DATA.
▼▼▼

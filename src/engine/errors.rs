//! Evaluator fault taxonomy.
//!
//! Two fault kinds exist:
//!
//! - **Schema-invalid**: the schema itself is malformed for a keyword it
//!   declares. Always fatal, in both reporting modes, and never converted
//!   into a recorded validation error: it is the schema author's
//!   mistake, not the data's.
//! - **Validation failure**: the data does not satisfy a keyword. In
//!   eager mode the first failure aborts the `validate` call as
//!   [`EvalError::ValidationFailed`]; in lazy mode failures accumulate in
//!   the error sink and no `ValidationFailed` is ever returned.
//!
//! A missing remote loader when one is required is a fatal configuration
//! fault, reported immediately and never retried.

use thiserror::Error;

/// Result type for evaluator operations.
pub type EvalResult<T> = Result<T, EvalError>;

/// Severity of an evaluator fault.
#[derive(Debug, Clone, Copy, PartialEq, Eq)]
pub enum Severity {
    /// The data was judged invalid; the evaluator remains usable.
    Reject,
    /// Schema author or configuration mistake; validation cannot proceed.
    Fatal,
}

impl std::fmt::Display for Severity {
    fn fmt(&self, f: &mut std::fmt::Formatter<'_>) -> std::fmt::Result {
        match self {
            Severity::Reject => write!(f, "REJECT"),
            Severity::Fatal => write!(f, "FATAL"),
        }
    }
}

/// Faults raised during schema evaluation.
#[derive(Debug, Clone, Error)]
pub enum EvalError {
    /// The schema is malformed for a keyword it declares.
    #[error("invalid schema: {0}")]
    InvalidSchema(String),

    /// Eager-mode validation failure (first failing keyword).
    #[error("validation failed: {0}")]
    ValidationFailed(String),

    /// A remote `$ref` was encountered but no file loader is registered.
    #[error("unable to load '{uri}' because no file loader was set")]
    FileLoaderMissing { uri: String },

    /// The registered file loader failed to produce a remote document.
    #[error("unable to load remote schema '{uri}': {reason}")]
    RemoteLoadFailed { uri: String, reason: String },
}

impl EvalError {
    /// Returns the severity of this fault.
    pub fn severity(&self) -> Severity {
        match self {
            EvalError::ValidationFailed(_) => Severity::Reject,
            _ => Severity::Fatal,
        }
    }

    /// Returns whether this fault is fatal (schema or configuration
    /// mistake rather than invalid data).
    pub fn is_fatal(&self) -> bool {
        self.severity() == Severity::Fatal
    }
}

▲▲▲

WORK TO COMPLETE. Copy the records above exactly, beginning at the line that contains "because no file" and stopping after the line that contains "of this fault.".

TASK SOLUTION.
    #[error("unable to load '{uri}' because no file loader was set")]
    FileLoaderMissing { uri: String },

    /// The registered file loader failed to produce a remote document.
    #[error("unable to load remote schema '{uri}': {reason}")]
    RemoteLoadFailed { uri: String, reason: String },
}

impl EvalError {
    /// Returns the severity of this fault.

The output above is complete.